Puzzle # SAT vars # clauses Python time C time Difference
regular_5x5_01.txt 184 2,031 0.003 0.001 0.002
regular_6x6_01.txt 322 4,353 0.004 0.001 0.003
regular_7x7_01.txt 452 6,418 0.007 0.001 0.006
regular_8x8_01.txt 616 9,452 0.010 0.001 0.009
regular_9x9_01.txt 1,009 17,595 0.021 0.001 0.020
extreme_8x8_01.txt 571 8,472 0.011 0.001 0.010
extreme_9x9_01.txt 661 9,112 0.017 0.001 0.016
extreme_9x9_30.txt 807 13,048 0.026 0.001 0.025
extreme_10x10_01.txt 938 14,818 0.019 0.034 -0.015
extreme_10x10_30.txt 1,015 16,871 0.031 0.008 0.023
extreme_11x11_07.txt 1,361 24,546 0.054 0.021 0.033
extreme_11x11_15.txt 1,482 28,349 0.036 0.004 0.032
extreme_11x11_20.txt 1,375 25,248 0.048 0.001 0.047
extreme_11x11_30.txt 1,481 28,261 0.046 0.003 0.043
extreme_12x12_01.txt 1,786 34,934 0.053 0.211 -0.158
extreme_12x12_02.txt 2,059 43,543 0.055 0.013 0.042
extreme_12x12_28.txt 1,525 26,949 0.055 0.823 -0.768
extreme_12x12_29.txt 1,918 38,934 0.082 0.107 0.025
extreme_12x12_30.txt 1,670 31,672 0.071 0.002 0.069
jumbo_10x10_01.txt 1,565 31,645 0.043 0.001 0.042
jumbo_11x11_01.txt 1,928 41,143 0.051 0.001 0.050
jumbo_12x12_30.txt 2,597 59,919 0.086 0.002 0.084
jumbo_13x13_26.txt 2,934 69,591 0.097 0.149 -0.052
jumbo_14x14_01.txt 3,787 94,498 0.359 0.003 0.356
jumbo_14x14_02.txt 3,056 70,258 0.093 0.886 -0.793
jumbo_14x14_19.txt 3,229 75,551 0.155 1.238 -1.083
jumbo_14x14_21.txt 3,973 100,758 0.138 0.018 0.120
jumbo_14x14_30.txt 3,785 94,180 0.361 1.558 -1.197

Comments

Comments are closed, see here for details.

richwiss · 2016-Sep-03

The nice thing about the SAT writeup you've done is that it should be possible to add a few constraints to handle the "Flow Free Bridges" puzzles by specifying the cells that are the bridges and changing your "The flow through every non-endpoint cell matches exactly one of the six direction types" condition into two conditions: "The flow through every non-endpoint/non-bridge cell matches exactly one of the six direction types" and "The flow through every bridge cell matches both the up/down and left/right direction types and no others."

Matt Zucker · 2016-Sep-03

Left as an exercise for the reader :)

richwiss · 2016-Sep-03

But then reader has to figure out your code first. Reader has other things to do :)

Matt Zucker · 2016-Sep-03

Maybe another reader. I think this blog has at least two

richwiss · 2016-Sep-03

You'd also have to relax the "Every cell is assigned a single color" constraint for bridge nodes to be "Every non-bridge cell is assigned a single color" and "Every bridge cell is assigned two colors."

asmeurer · 2016-Sep-03

Very nice!

The solver in conda also works somewhat incrementally, although I'm not sure if it counts as the same thing for the SAT competition. As I mentioned in other comment (https://mzucker.github.io/2016..., dependency resolution ends up being an optimization problem (you don't just want to install a satisfiable set of packages, you want to install the newest compatible versions possible). Conda represents the versions of packages installed as a linear integer formula, which is minimized for newer versions. This is converted to SAT via binary decision diagram (BDD) (another method which is also implemented is sorter networks, see "Translating Pseudo-Boolean Constraints into SAT," Eén and Sörensson). It then becomes a matter of bisecting the right-hand side of the equation (regenerating the formula to CNF each time and solving it with the package dependency constraints) until the minimal value is found. This part of conda was written by me in 2014-2015.

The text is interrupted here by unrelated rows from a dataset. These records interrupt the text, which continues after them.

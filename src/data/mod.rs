use std::fs;
use std::path::{Path, PathBuf};

use geojson::{Feature, GeoJson, Value};

use crate::error::LoadError;
use crate::labels::{LabelKind, LabelPoint};

/// Property names tried, in order, for a country's display text.
pub const COUNTRY_NAME_FIELDS: &[&str] = &["name", "NAME", "ADMIN", "SOVEREIGNT"];

/// Property names tried, in order, for a city's display text.
pub const CITY_NAME_FIELDS: &[&str] = &["name", "NAME", "NAMEASCII", "city", "CITY_NAME"];

/// Property names tried, in order, for a city's population.
const POPULATION_FIELDS: &[&str] = &["population", "POP_MAX", "pop_max"];

pub fn name_fields(kind: LabelKind) -> &'static [&'static str] {
    match kind {
        LabelKind::Country => COUNTRY_NAME_FIELDS,
        LabelKind::City => CITY_NAME_FIELDS,
    }
}

/// Where to read the two label collections from.
#[derive(Clone, Debug, PartialEq)]
pub struct LabelSources {
    pub countries: PathBuf,
    pub cities: PathBuf,
    /// Drop cities whose known population is below this.
    pub min_city_population: Option<u64>,
}

impl LabelSources {
    /// The default file names inside a data directory.
    pub fn in_dir(dir: &Path) -> Self {
        Self {
            countries: dir.join("countries_points.geojson"),
            cities: dir.join("cities_big.geojson"),
            min_city_population: None,
        }
    }

    pub fn exist(&self) -> bool {
        self.countries.exists() && self.cities.exists()
    }
}

impl Default for LabelSources {
    fn default() -> Self {
        Self::in_dir(Path::new("data"))
    }
}

/// Read both collections in parallel. Either failure fails the whole load.
pub fn load_sources(
    sources: &LabelSources,
) -> Result<(Vec<LabelPoint>, Vec<LabelPoint>), LoadError> {
    let (countries, cities) = rayon::join(
        || load_points(LabelKind::Country, &sources.countries, None),
        || load_points(LabelKind::City, &sources.cities, sources.min_city_population),
    );
    Ok((countries?, cities?))
}

/// Read one FeatureCollection of points from disk.
pub fn load_points(
    kind: LabelKind,
    path: &Path,
    min_population: Option<u64>,
) -> Result<Vec<LabelPoint>, LoadError> {
    let mut bytes = fs::read(path).map_err(|source| LoadError::Io {
        path: path.to_path_buf(),
        source,
    })?;
    let geojson: GeoJson =
        simd_json::serde::from_slice(&mut bytes).map_err(|source| LoadError::Json {
            path: path.to_path_buf(),
            source,
        })?;

    let points = parse_points(kind, &geojson, min_population).ok_or_else(|| {
        LoadError::NotFeatureCollection {
            path: path.to_path_buf(),
        }
    })?;

    tracing::info!(
        kind = kind.as_str(),
        path = %path.display(),
        count = points.len(),
        "loaded label points"
    );
    Ok(points)
}

/// Extract label points from a FeatureCollection. `None` for any other GeoJSON root.
///
/// Features that are not points, have non-finite coordinates, or have no
/// non-empty name among the kind's candidate fields are skipped.
pub fn parse_points(
    kind: LabelKind,
    geojson: &GeoJson,
    min_population: Option<u64>,
) -> Option<Vec<LabelPoint>> {
    let GeoJson::FeatureCollection(fc) = geojson else {
        return None;
    };

    let fields = name_fields(kind);
    let mut skipped = 0usize;
    let mut points = Vec::with_capacity(fc.features.len());

    for feature in &fc.features {
        let Some((lon, lat)) = point_coords(feature) else {
            skipped += 1;
            continue;
        };
        let Some(text) = resolve_text(feature, fields) else {
            skipped += 1;
            continue;
        };
        if let (Some(min), Some(pop)) = (min_population, population(feature)) {
            if pop < min as f64 {
                continue;
            }
        }
        points.push(LabelPoint::new(lon, lat, text));
    }

    if skipped > 0 {
        tracing::debug!(kind = kind.as_str(), skipped, "skipped unusable features");
    }
    Some(points)
}

fn point_coords(feature: &Feature) -> Option<(f64, f64)> {
    let geometry = feature.geometry.as_ref()?;
    let Value::Point(coords) = &geometry.value else {
        return None;
    };
    if coords.len() < 2 {
        return None;
    }
    let (lon, lat) = (coords[0], coords[1]);
    (lon.is_finite() && lat.is_finite()).then_some((lon, lat))
}

/// First candidate property holding a non-blank string.
fn resolve_text(feature: &Feature, fields: &[&str]) -> Option<String> {
    let props = feature.properties.as_ref()?;
    fields
        .iter()
        .filter_map(|f| props.get(*f))
        .filter_map(|v| v.as_str())
        .map(str::trim)
        .find(|s| !s.is_empty())
        .map(str::to_string)
}

fn population(feature: &Feature) -> Option<f64> {
    let props = feature.properties.as_ref()?;
    POPULATION_FIELDS
        .iter()
        .filter_map(|f| props.get(*f))
        .find_map(|v| v.as_f64())
}

/// Built-in labels for when no data files are available.
pub fn sample_world() -> (Vec<LabelPoint>, Vec<LabelPoint>) {
    let countries = [
        (-98.5, 39.8, "United States"),
        (-106.3, 56.1, "Canada"),
        (-102.5, 23.6, "Mexico"),
        (-51.9, -14.2, "Brazil"),
        (-63.6, -38.4, "Argentina"),
        (-74.3, 4.6, "Colombia"),
        (-75.0, -9.2, "Peru"),
        (-3.4, 40.4, "Spain"),
        (2.2, 46.2, "France"),
        (10.4, 51.2, "Germany"),
        (12.6, 42.8, "Italy"),
        (-1.5, 52.4, "United Kingdom"),
        (19.1, 52.1, "Poland"),
        (31.2, 48.4, "Ukraine"),
        (15.0, 62.0, "Sweden"),
        (95.0, 61.5, "Russia"),
        (35.2, 39.0, "Turkey"),
        (30.8, 26.8, "Egypt"),
        (8.7, 9.1, "Nigeria"),
        (40.5, 9.1, "Ethiopia"),
        (23.7, -2.9, "DR Congo"),
        (24.7, -29.0, "South Africa"),
        (2.6, 28.0, "Algeria"),
        (45.1, 23.9, "Saudi Arabia"),
        (53.7, 32.4, "Iran"),
        (69.3, 30.4, "Pakistan"),
        (78.9, 21.0, "India"),
        (104.2, 35.9, "China"),
        (103.8, 46.9, "Mongolia"),
        (138.3, 36.2, "Japan"),
        (113.9, -0.8, "Indonesia"),
        (134.5, -25.7, "Australia"),
        (172.5, -41.5, "New Zealand"),
    ];
    let cities = [
        (-74.0, 40.7, "New York"),
        (-118.2, 34.0, "Los Angeles"),
        (-87.6, 41.9, "Chicago"),
        (-79.4, 43.7, "Toronto"),
        (-99.1, 19.4, "Mexico City"),
        (-46.6, -23.5, "São Paulo"),
        (-43.2, -22.9, "Rio de Janeiro"),
        (-58.4, -34.6, "Buenos Aires"),
        (-77.0, -12.0, "Lima"),
        (-74.1, 4.7, "Bogotá"),
        (-0.1, 51.5, "London"),
        (2.3, 48.9, "Paris"),
        (-3.7, 40.4, "Madrid"),
        (13.4, 52.5, "Berlin"),
        (12.5, 41.9, "Rome"),
        (37.6, 55.8, "Moscow"),
        (29.0, 41.0, "Istanbul"),
        (31.2, 30.0, "Cairo"),
        (3.4, 6.5, "Lagos"),
        (36.8, -1.3, "Nairobi"),
        (15.3, -4.3, "Kinshasa"),
        (28.0, -26.2, "Johannesburg"),
        (51.4, 35.7, "Tehran"),
        (55.3, 25.3, "Dubai"),
        (67.0, 24.9, "Karachi"),
        (72.9, 19.1, "Mumbai"),
        (77.2, 28.6, "Delhi"),
        (88.4, 22.6, "Kolkata"),
        (90.4, 23.8, "Dhaka"),
        (100.5, 13.8, "Bangkok"),
        (106.8, -6.2, "Jakarta"),
        (116.4, 39.9, "Beijing"),
        (121.5, 31.2, "Shanghai"),
        (114.2, 22.3, "Hong Kong"),
        (127.0, 37.6, "Seoul"),
        (139.7, 35.7, "Tokyo"),
        (135.5, 34.7, "Osaka"),
        (121.0, 14.6, "Manila"),
        (151.2, -33.9, "Sydney"),
        (145.0, -37.8, "Melbourne"),
    ];

    fn to_points(rows: &[(f64, f64, &str)]) -> Vec<LabelPoint> {
        rows.iter()
            .map(|&(lon, lat, name)| LabelPoint::new(lon, lat, name))
            .collect()
    }
    (to_points(&countries), to_points(&cities))
}
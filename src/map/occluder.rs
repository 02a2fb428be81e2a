use glam::DVec3;

use crate::labels::Occluder;
use crate::map::geodesy::{WGS84_A, WGS84_B};

/// Horizon test against an ellipsoid.
///
/// Points are scaled into a space where the ellipsoid becomes the unit sphere.
/// There the camera's visible region is bounded by the horizon cone; a point
/// is hidden when it lies past the horizon plane *and* inside that cone.
#[derive(Clone, Copy, Debug)]
pub struct EllipsoidOccluder {
    inv_radii: DVec3,
}

impl EllipsoidOccluder {
    pub fn new(radii: DVec3) -> Self {
        Self {
            inv_radii: DVec3::ONE / radii,
        }
    }

    pub fn wgs84() -> Self {
        Self::new(DVec3::new(WGS84_A, WGS84_A, WGS84_B))
    }

    /// True when `point` can be seen from `camera` without passing through the body.
    pub fn is_point_visible(&self, camera: DVec3, point: DVec3) -> bool {
        let cam = camera * self.inv_radii;
        let vh_mag_sq = cam.length_squared() - 1.0;

        let target = point * self.inv_radii;
        let vt = target - cam;
        let vt_dot_vc = -vt.dot(cam);

        let occluded = if vh_mag_sq < 0.0 {
            // Camera inside the body: anything toward the center is hidden
            vt_dot_vc > 0.0
        } else {
            vt_dot_vc > vh_mag_sq && vt_dot_vc * vt_dot_vc / vt.length_squared() > vh_mag_sq
        };
        !occluded
    }
}

impl Default for EllipsoidOccluder {
    fn default() -> Self {
        Self::wgs84()
    }
}

impl Occluder for EllipsoidOccluder {
    fn is_occluded(&self, camera: DVec3, world: DVec3) -> bool {
        !self.is_point_visible(camera, world)
    }
}
use glam::DVec3;

use crate::labels::{CameraState, Occluder, Projector, ScreenPoint};
use crate::map::geodesy::{geodetic_to_ecef, WGS84_A};
use crate::map::occluder::EllipsoidOccluder;

const MIN_HEIGHT: f64 = 2.0e5;
const MAX_HEIGHT: f64 = 4.0e7;
const ZOOM_STEP: f64 = 1.25;
/// Closest distance in front of the camera that still projects.
const NEAR_PLANE: f64 = 1.0;

/// Perspective camera orbiting the globe, always looking at the earth's center.
///
/// Orientation is stored as three orthonormal vectors: `forward` points from
/// the earth's center to the point under the camera, `right` points east and
/// `up` points north on screen.
#[derive(Clone, Debug)]
pub struct GlobeCamera {
    forward: DVec3,
    right: DVec3,
    up: DVec3,
    /// Height above the ellipsoid in meters
    height: f64,
    /// Vertical field of view in radians
    fov_y: f64,
    /// Canvas pixel width
    pub width: f64,
    /// Canvas pixel height
    pub height_px: f64,
    occluder: EllipsoidOccluder,
}

impl GlobeCamera {
    /// Camera above (lon, lat) at `height` meters, for a canvas of the given pixel size.
    pub fn new(center_lon: f64, center_lat: f64, height: f64, width: f64, height_px: f64) -> Self {
        let lat = center_lat.clamp(-89.9, 89.9);
        let lon_rad = center_lon.to_radians();
        let lat_rad = lat.to_radians();

        let forward = lonlat_to_vec3(center_lon, lat);

        // Derivative of forward w.r.t. latitude: north on the sphere
        let raw_up = DVec3::new(
            -lat_rad.sin() * lon_rad.cos(),
            -lat_rad.sin() * lon_rad.sin(),
            lat_rad.cos(),
        );

        // Seen from outside, looking back at the center: east is screen right
        let right = raw_up.cross(forward).normalize();
        let up = forward.cross(right).normalize();

        Self {
            forward,
            right,
            up,
            height: height.clamp(MIN_HEIGHT, MAX_HEIGHT),
            fov_y: 60f64.to_radians(),
            width,
            height_px,
            occluder: EllipsoidOccluder::wgs84(),
        }
    }

    /// The lon/lat (degrees) directly under the camera.
    pub fn center_lonlat(&self) -> (f64, f64) {
        let lat = self.forward.z.clamp(-1.0, 1.0).asin().to_degrees();
        let lon = self.forward.y.atan2(self.forward.x).to_degrees();
        (lon, lat)
    }

    /// Height above the ellipsoid in meters.
    pub fn height(&self) -> f64 {
        self.height
    }

    /// ECEF position in meters.
    pub fn position(&self) -> DVec3 {
        let (lon, lat) = self.center_lonlat();
        geodetic_to_ecef(lon, lat, self.height)
    }

    pub fn set_size(&mut self, width: f64, height_px: f64) {
        self.width = width;
        self.height_px = height_px;
    }

    /// Everything a decluttering pass needs to know about this camera.
    pub fn state(&self) -> CameraState {
        CameraState {
            height: self.height,
            position: self.position(),
            viewport_width: self.width,
            viewport_height: self.height_px,
        }
    }

    /// Straight-line distance from the camera to a world point, meters.
    pub fn distance_to(&self, world: DVec3) -> f64 {
        self.position().distance(world)
    }

    /// Focal length in pixels for the vertical field of view.
    fn focal_px(&self) -> f64 {
        (self.height_px / 2.0) / (self.fov_y / 2.0).tan()
    }

    /// Screen radius of the globe's silhouette, in pixels.
    pub fn limb_radius_px(&self) -> f64 {
        let dist = WGS84_A + self.height;
        let half_angle = (WGS84_A / dist).clamp(-1.0, 1.0).asin();
        self.focal_px() * half_angle.tan()
    }

    /// Project a world point to canvas pixels.
    /// Returns `None` for points on or behind the near plane.
    pub fn project_world(&self, world: DVec3) -> Option<ScreenPoint> {
        let view = world - self.position();

        // Looking down -forward, toward the earth's center
        let depth = -view.dot(self.forward);
        if depth < NEAR_PLANE {
            return None;
        }

        let f = self.focal_px();
        let sx = view.dot(self.right) / depth;
        let sy = view.dot(self.up) / depth;

        Some(ScreenPoint::new(
            self.width / 2.0 + sx * f,
            self.height_px / 2.0 - sy * f,
        ))
    }

    /// Rotate the globe by a pixel drag delta.
    /// Positive dx = dragged left, so the view center shifts east (surface follows cursor).
    pub fn rotate_drag(&mut self, dx: f64, dy: f64) {
        // Pixels per radian of arc at the sub-camera point
        let scale = self.focal_px() * WGS84_A / self.height;
        self.rotate(dx / scale, -dy / scale);
    }

    fn rotate(&mut self, angle_x: f64, angle_y: f64) {
        // Around up: longitude-ish change
        if angle_x.abs() > 1e-12 {
            let (sin_a, cos_a) = angle_x.sin_cos();
            let new_forward = self.forward * cos_a + self.right * sin_a;
            let new_right = self.right * cos_a - self.forward * sin_a;
            self.forward = new_forward.normalize();
            self.right = new_right.normalize();
        }

        // Around right: latitude-ish change
        if angle_y.abs() > 1e-12 {
            let (sin_a, cos_a) = angle_y.sin_cos();
            let new_forward = self.forward * cos_a + self.up * sin_a;
            let new_up = self.up * cos_a - self.forward * sin_a;
            self.forward = new_forward.normalize();
            self.up = new_up.normalize();
        }
    }

    /// Move the camera closer to the surface.
    pub fn zoom_in(&mut self) {
        self.height = (self.height / ZOOM_STEP).max(MIN_HEIGHT);
    }

    /// Move the camera away from the surface.
    pub fn zoom_out(&mut self) {
        self.height = (self.height * ZOOM_STEP).min(MAX_HEIGHT);
    }
}

impl Projector for GlobeCamera {
    fn project(&self, world: DVec3) -> Option<ScreenPoint> {
        self.project_world(world)
    }
}

impl Occluder for GlobeCamera {
    fn is_occluded(&self, camera: DVec3, world: DVec3) -> bool {
        self.occluder.is_occluded(camera, world)
    }
}

/// Convert lon/lat (degrees) to a unit sphere vector.
#[inline(always)]
fn lonlat_to_vec3(lon: f64, lat: f64) -> DVec3 {
    let lon_rad = lon.to_radians();
    let lat_rad = lat.to_radians();
    DVec3::new(
        lat_rad.cos() * lon_rad.cos(),
        lat_rad.cos() * lon_rad.sin(),
        lat_rad.sin(),
    )
}
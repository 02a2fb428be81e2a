use crate::data::{self, LabelSources};
use crate::error::LoadError;
use crate::labels::declutter::{run_pass, CameraState, Occluder, PassSummary, Projector};
use crate::labels::entity::{Headless, LabelKind, LabelPoint, LabelRenderer};
use crate::labels::lod::{DeclutterConfig, DistanceCues};
use crate::labels::scheduler::{CameraSubscription, PassScheduler};
use crate::labels::store::LabelStore;

/// Entity counts after a load.
#[derive(Clone, Copy, Debug, Default, PartialEq, Eq)]
pub struct LoadCounts {
    pub countries: usize,
    pub cities: usize,
}

/// Country and city labels over a globe: the store, the pass scheduler and
/// the renderer that owns the drawables.
pub struct LabelLayer<R: LabelRenderer = Headless> {
    store: LabelStore<R::Handle>,
    scheduler: PassScheduler,
    config: DeclutterConfig,
    renderer: R,
    last_pass: Option<PassSummary>,
}

impl LabelLayer<Headless> {
    pub fn headless(config: DeclutterConfig) -> Self {
        Self::new(config, Headless)
    }
}

impl<R: LabelRenderer> LabelLayer<R> {
    pub fn new(config: DeclutterConfig, renderer: R) -> Self {
        config.check_cues(&DistanceCues::for_kind(LabelKind::City));
        Self {
            store: LabelStore::new(),
            scheduler: PassScheduler::new(),
            config,
            renderer,
            last_pass: None,
        }
    }

    /// Replace all labels with the contents of `sources`.
    ///
    /// Both collections are parsed before anything is built, so a failure
    /// leaves the layer empty. A pass is armed for the next frame.
    pub fn load_and_build(&mut self, sources: &LabelSources) -> Result<LoadCounts, LoadError> {
        self.clear_all();
        let (countries, cities) = data::load_sources(sources)?;
        Ok(self.build(countries, cities))
    }

    /// Replace all labels with already-validated points.
    pub fn build(&mut self, countries: Vec<LabelPoint>, cities: Vec<LabelPoint>) -> LoadCounts {
        self.clear_all();
        let counts = LoadCounts {
            countries: self.store.build(LabelKind::Country, countries, &mut self.renderer),
            cities: self.store.build(LabelKind::City, cities, &mut self.renderer),
        };
        tracing::info!(
            countries = counts.countries,
            cities = counts.cities,
            "built label entities"
        );
        self.scheduler.request();
        counts
    }

    /// Remove every label and release its drawable.
    pub fn clear_all(&mut self) {
        self.store.clear(&mut self.renderer);
        self.last_pass = None;
    }

    /// Listener to wire to the camera's change events.
    pub fn subscribe(&self) -> CameraSubscription {
        self.scheduler.subscribe()
    }

    /// Frame callback: runs the decluttering pass if a camera change is pending.
    ///
    /// A pass against a viewport with no area changes nothing and is re-armed
    /// for the following frame.
    pub fn frame<P, O>(
        &mut self,
        camera: &CameraState,
        projector: &P,
        occluder: &O,
    ) -> Option<PassSummary>
    where
        P: Projector + ?Sized,
        O: Occluder + ?Sized,
    {
        let store = &mut self.store;
        let config = &self.config;
        match self
            .scheduler
            .run_frame(|| run_pass(store, camera, projector, occluder, config))
        {
            Some(Some(summary)) => {
                self.last_pass = Some(summary);
                Some(summary)
            }
            Some(None) => {
                self.scheduler.request();
                None
            }
            None => None,
        }
    }

    pub fn store(&self) -> &LabelStore<R::Handle> {
        &self.store
    }

    pub fn config(&self) -> &DeclutterConfig {
        &self.config
    }

    pub fn is_pending(&self) -> bool {
        self.scheduler.is_pending()
    }

    /// Summary of the most recent pass that ran since the last clear.
    pub fn last_pass(&self) -> Option<&PassSummary> {
        self.last_pass.as_ref()
    }
}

  1. Code sizes computed using David A. Wheeler’s SLOCCount. 

  2. Not exactly an apples-to-apples comparison. The C version emits SVGs (Python doesn’t), and has a lot more debugging and visualization features in general. But still. 

  3. The implication that DLL hell is effectively considered to be an NP-hard problem is sad, but unsurprising in hindsight. 

  4. You knew there was a yearly SAT competition, right?